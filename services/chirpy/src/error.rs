//! Custom error types for the Chirpy API

use axum::{
    http::StatusCode,
    response::{IntoResponse, Response},
};
use serde::Serialize;
use thiserror::Error;
use tracing::error;

use crate::{auth::AuthError, repositories::RepositoryError, response::respond_with_json};

/// Error returned by every handler, carrying the message shown to the client
#[derive(Error, Debug, Clone, PartialEq, Eq)]
pub enum ApiError {
    #[error("Bad request: {0}")]
    BadRequest(String),

    #[error("Unauthorized: {0}")]
    Unauthorized(String),

    #[error("Forbidden: {0}")]
    Forbidden(String),

    #[error("Not found: {0}")]
    NotFound(String),

    #[error("Internal server error: {0}")]
    Internal(String),
}

impl ApiError {
    pub fn status(&self) -> StatusCode {
        match self {
            ApiError::BadRequest(_) => StatusCode::BAD_REQUEST,
            ApiError::Unauthorized(_) => StatusCode::UNAUTHORIZED,
            ApiError::Forbidden(_) => StatusCode::FORBIDDEN,
            ApiError::NotFound(_) => StatusCode::NOT_FOUND,
            ApiError::Internal(_) => StatusCode::INTERNAL_SERVER_ERROR,
        }
    }

    pub fn message(&self) -> &str {
        match self {
            ApiError::BadRequest(msg)
            | ApiError::Unauthorized(msg)
            | ApiError::Forbidden(msg)
            | ApiError::NotFound(msg)
            | ApiError::Internal(msg) => msg,
        }
    }
}

#[derive(Serialize)]
struct ErrorBody<'a> {
    error: &'a str,
}

impl IntoResponse for ApiError {
    fn into_response(self) -> Response {
        respond_with_json(
            self.status(),
            &ErrorBody {
                error: self.message(),
            },
        )
    }
}

impl From<AuthError> for ApiError {
    fn from(err: AuthError) -> Self {
        match err {
            AuthError::PasswordHash(_) | AuthError::TokenCreation(_) | AuthError::RandomSource(_) => {
                error!("Credential error: {}", err);
                ApiError::Internal("Something went wrong".to_string())
            }
            other => ApiError::Unauthorized(other.to_string()),
        }
    }
}

impl From<RepositoryError> for ApiError {
    fn from(err: RepositoryError) -> Self {
        match err {
            RepositoryError::NotFound => ApiError::NotFound(err.to_string()),
            RepositoryError::UnknownToken
            | RepositoryError::RevokedToken
            | RepositoryError::ExpiredToken => ApiError::Unauthorized(err.to_string()),
            // duplicate emails are reported as a plain server error
            RepositoryError::DuplicateEmail | RepositoryError::Database(_) => {
                error!("Repository error: {}", err);
                ApiError::Internal("Something went wrong".to_string())
            }
        }
    }
}

/// Type alias for API results
pub type ApiResult<T> = Result<T, ApiError>;

#[cfg(test)]
mod tests {
    use super::*;

    #[test]
    fn test_auth_errors_map_to_unauthorized() {
        for err in [
            AuthError::SignatureInvalid,
            AuthError::Expired,
            AuthError::InvalidIssuer,
            AuthError::InvalidSubject,
            AuthError::MalformedCredential("missing".to_string()),
        ] {
            assert_eq!(ApiError::from(err).status(), StatusCode::UNAUTHORIZED);
        }
        assert_eq!(
            ApiError::from(AuthError::PasswordHash("bad".to_string())).status(),
            StatusCode::INTERNAL_SERVER_ERROR
        );
    }

    #[test]
    fn test_repository_errors_map_to_status() {
        assert_eq!(
            ApiError::from(RepositoryError::NotFound).status(),
            StatusCode::NOT_FOUND
        );
        assert_eq!(
            ApiError::from(RepositoryError::RevokedToken).status(),
            StatusCode::UNAUTHORIZED
        );
        assert_eq!(
            ApiError::from(RepositoryError::DuplicateEmail).status(),
            StatusCode::INTERNAL_SERVER_ERROR
        );
    }
}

★ ★ ★ ★ ★ ★ ★

TRY IT:
Look through the entries above; copy every line holding the string "NotFound".

RESPONSE TO THIS TASK:
    NotFound(String),
            ApiError::NotFound(_) => StatusCode::NOT_FOUND,
            | ApiError::NotFound(msg)
            RepositoryError::NotFound => ApiError::NotFound(err.to_string()),
            ApiError::from(RepositoryError::NotFound).status(),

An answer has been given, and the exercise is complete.